Um als mittelständisches Unternehmen nicht in die Markt-Kämpfe der Großen hineingezogen zu werden entschied sich Wieland Electric bei podis zunächst für den offenen CAN-Bus, der bestens zur dezentralen Ansteuerung und Überwachung von Motoren geeignet ist. Dafür entwickelte man bei Wieland einen Motorstarter zum Schalten von Drehstrom-Asynchron-Motoren mit elektromechanischer Bremse. Auch der Motorstarter wird analog den Leitungsabgängen einfach auf das Flachkabel aufgesetzt und durch Piercing-Kontakte verschraubt. Das reduziert wiederum die Montage-Zeiten und die Stillstands-Zeiten bei einer nachträglichen Veränderungen. Die Anschaltung ist ebenso wie die Energieverteilung nach IP65 spezifiziert.
Variables CAN-Netzwerk
Zur Bedienung, Konfiguration der Motorstarter und für die Diagnose gibt es von Wieland das Handheld-Terminal. Dieses wird über einen M12-Rundstecker direkt an die lokale CANbus-Schnittstelle des Motorstarters angeschlossen. Seine Energieversorgung kann direkt über CAN oder über Batterien erfolgen. Das große LCD-Display eignet sich gut, um menügesteuert Service- und Telegramm-Daten darzustellen.
Für die CANbus-Anschaltung ist eine PCI-Karte für den PC erhältlich. Die Karte übernimmt die Aufgaben des Netzwerk-Managements, die kontinuierliche Fehlerüberwachung, die Nutzdaten-Übertragung sowie Status- und Fehlerübermittlung. Treiber gibt es für DOS, Windows 3.1 und Windows NT.
Über den Podis Router CAN 2 CAN kann der CANbus verlängert werden. Eine galvanische Trennung ist dabei selbstverständlich.

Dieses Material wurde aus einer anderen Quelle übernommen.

use super::policy::{
    DAYS_PER_MONTH, EMERGENCY_COST_MONTHS, EMERGENCY_MIN_RUNWAY_DAYS, EXPENSE_RATIO_WEIGHT,
    EXPENSE_SHOCK_PCT, FIXED_SHARE_THRESHOLD, INCOME_SHOCK_PCT, MIN_RUNWAY_DAYS, RUNWAY_CAP_DAYS,
    RUNWAY_SCORE_CEILING_DAYS, RUNWAY_WEIGHT, SURPLUS_RATIO_CEILING, SURPLUS_WEIGHT,
};
use super::types::{BaselineProfile, Diagnosis, Severity, StressTestResult};

/// Days the savings balance covers the monthly burn rate, floored so a
/// partial day never rounds up into a false sense of safety. Zero
/// expenses map to the sentinel cap rather than infinity.
pub fn runway_days(expenses: f64, savings: f64) -> u32 {
    if expenses <= 0.0 {
        return RUNWAY_CAP_DAYS;
    }
    let savings = savings.max(0.0);
    let days = (savings * DAYS_PER_MONTH / expenses).floor();
    if days >= RUNWAY_CAP_DAYS as f64 {
        RUNWAY_CAP_DAYS
    } else {
        days as u32
    }
}

/// Composite 0-100 resilience score: weighted blend of the monthly
/// surplus ratio, the savings runway and the expense ratio. Each
/// sub-score is clamped to [0, 100] before weighting so no single
/// dimension can dominate via an extreme outlier.
pub fn health_score(income: f64, expenses: f64, savings: f64) -> u32 {
    let surplus_score = if income <= 0.0 {
        0.0
    } else {
        let ratio = (income - expenses) / income;
        (ratio / SURPLUS_RATIO_CEILING * 100.0).clamp(0.0, 100.0)
    };

    let runway_score =
        (runway_days(expenses, savings) as f64 / RUNWAY_SCORE_CEILING_DAYS * 100.0).clamp(0.0, 100.0);

    let expense_score = if income <= 0.0 {
        0.0
    } else {
        ((1.0 - expenses / income) * 100.0).clamp(0.0, 100.0)
    };

    let combined = SURPLUS_WEIGHT * surplus_score
        + RUNWAY_WEIGHT * runway_score
        + EXPENSE_RATIO_WEIGHT * expense_score;
    combined.round().clamp(0.0, 100.0) as u32
}

/// Fixed battery of three deterministic shocks, always in the same
/// order: income drop, expense spike, emergency cost.
pub fn run_stress_tests(income: f64, expenses: f64, savings: f64) -> [StressTestResult; 3] {
    [
        income_shock(income, expenses, savings),
        expense_shock(expenses, savings),
        emergency_shock(expenses, savings),
    ]
}

fn income_shock(income: f64, expenses: f64, savings: f64) -> StressTestResult {
    let shocked_income = income - income * INCOME_SHOCK_PCT;
    let surplus = shocked_income - expenses;

    let (passed, consequence) = if surplus >= 0.0 {
        (
            true,
            format!("Reduced income still covers expenses with ${surplus:.0}/mo to spare."),
        )
    } else {
        let deficit = -surplus;
        let deficit_days = runway_days(deficit, savings);
        if deficit_days >= MIN_RUNWAY_DAYS {
            (
                true,
                format!("Savings absorb the ${deficit:.0}/mo shortfall for {deficit_days} days."),
            )
        } else {
            (
                false,
                format!(
                    "Savings absorb the ${deficit:.0}/mo shortfall for only {deficit_days} days."
                ),
            )
        }
    };

    StressTestResult {
        id: "income-shock",
        name: "Income Drop",
        severity: Severity::Moderate,
        scenario: format!(
            "Your income drops {:.0}% to ${shocked_income:.0}/mo while expenses stay unchanged.",
            INCOME_SHOCK_PCT * 100.0
        ),
        passed,
        consequence,
    }
}

fn expense_shock(expenses: f64, savings: f64) -> StressTestResult {
    let shocked_expenses = expenses + expenses * EXPENSE_SHOCK_PCT;
    let shocked_runway = runway_days(shocked_expenses, savings);
    let passed = shocked_runway >= MIN_RUNWAY_DAYS;

    StressTestResult {
        id: "expense-shock",
        name: "Expense Spike",
        severity: Severity::Mild,
        scenario: format!(
            "An unplanned {:.0}% increase raises monthly expenses to ${shocked_expenses:.0}.",
            EXPENSE_SHOCK_PCT * 100.0
        ),
        passed,
        consequence: if passed {
            format!("Runway holds at {shocked_runway} days at the higher burn rate.")
        } else {
            format!("Runway falls to {shocked_runway} days at the higher burn rate.")
        },
    }
}

fn emergency_shock(expenses: f64, savings: f64) -> StressTestResult {
    let cost = expenses * EMERGENCY_COST_MONTHS;
    let remaining = (savings - cost).max(0.0);
    let remaining_runway = runway_days(expenses, remaining);
    let passed = remaining_runway >= EMERGENCY_MIN_RUNWAY_DAYS;

    StressTestResult {
        id: "emergency-shock",
        name: "Emergency Cost",
        severity: Severity::Severe,
        scenario: format!(
            "A one-time ${cost:.0} emergency is paid out of savings, leaving ${remaining:.0}."
        ),
        passed,
        consequence: if passed {
            format!("The remaining savings still cover {remaining_runway} days of expenses.")
        } else {
            format!("The remaining savings cover only {remaining_runway} days of expenses.")
        },
    }
}

/// Root-cause labels derived from the profile's structural ratios.
/// Stable order; each label fires at most once. An empty result is the
/// valid "no critical weaknesses" terminal state.
pub fn diagnose(profile: &BaselineProfile) -> Vec<Diagnosis> {
    let mut diagnoses = Vec::new();

    if profile.fixed_expenses() > profile.income * FIXED_SHARE_THRESHOLD {
        diagnoses.push(Diagnosis::Fixed);
    }
    if runway_days(profile.total_expenses(), profile.savings) < MIN_RUNWAY_DAYS {
        diagnoses.push(Diagnosis::Buffer);
    }
    if profile.total_expenses() > profile.income {
        diagnoses.push(Diagnosis::Income);
    }

    diagnoses
}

Für den Übergang auf andere Signal-Bussysteme bietet Wieland auch Gateways an. So kann der CANbus auf eine V 24- oder Parallelport-Schnittstelle, auf den Profibus oder auf Ethernet unter TCP/IP umgesetzt werden.
Ausführliche Informationen
podis Connective
CONcept
KEM 521
podis CD-ROM
KEM 522
Internet
podis CD-ROM mit iF Design Award
Wieland Electric erhält zum dritten Mal in Folge den iF Design Award. Grund der Auszeichnung ist die Gestaltung seiner interaktiven CD-ROM, welche das System und die Einsatzbereiche des neu entwickelten steckbaren Energiebussystems podis in leicht nachvollziehbarer Weise darstellt.
Für 90 Prozent der Motoren
Bedingt durch die Flachka-belabmessungen ist die maximale Schaltleistung für den Motorstarter im podis Conective CONcept auf 1,1 kW begrenzt. Gut 90 Prozent aller Motoren liegen in diesem Leistungsbereich. Ein Ausweiten der Schaltbarkeit auf größere Motoren hätte überproportional höhere Kosten verursacht und die podis-Kostenvorteile durch ein wesentlich aufwendigeres Energie-Bussystem wieder zunichte gemacht.
Motoren über 1,1 kW Nennleistung sind also wie bisher über die üblichen Rundkabel zu versorgen.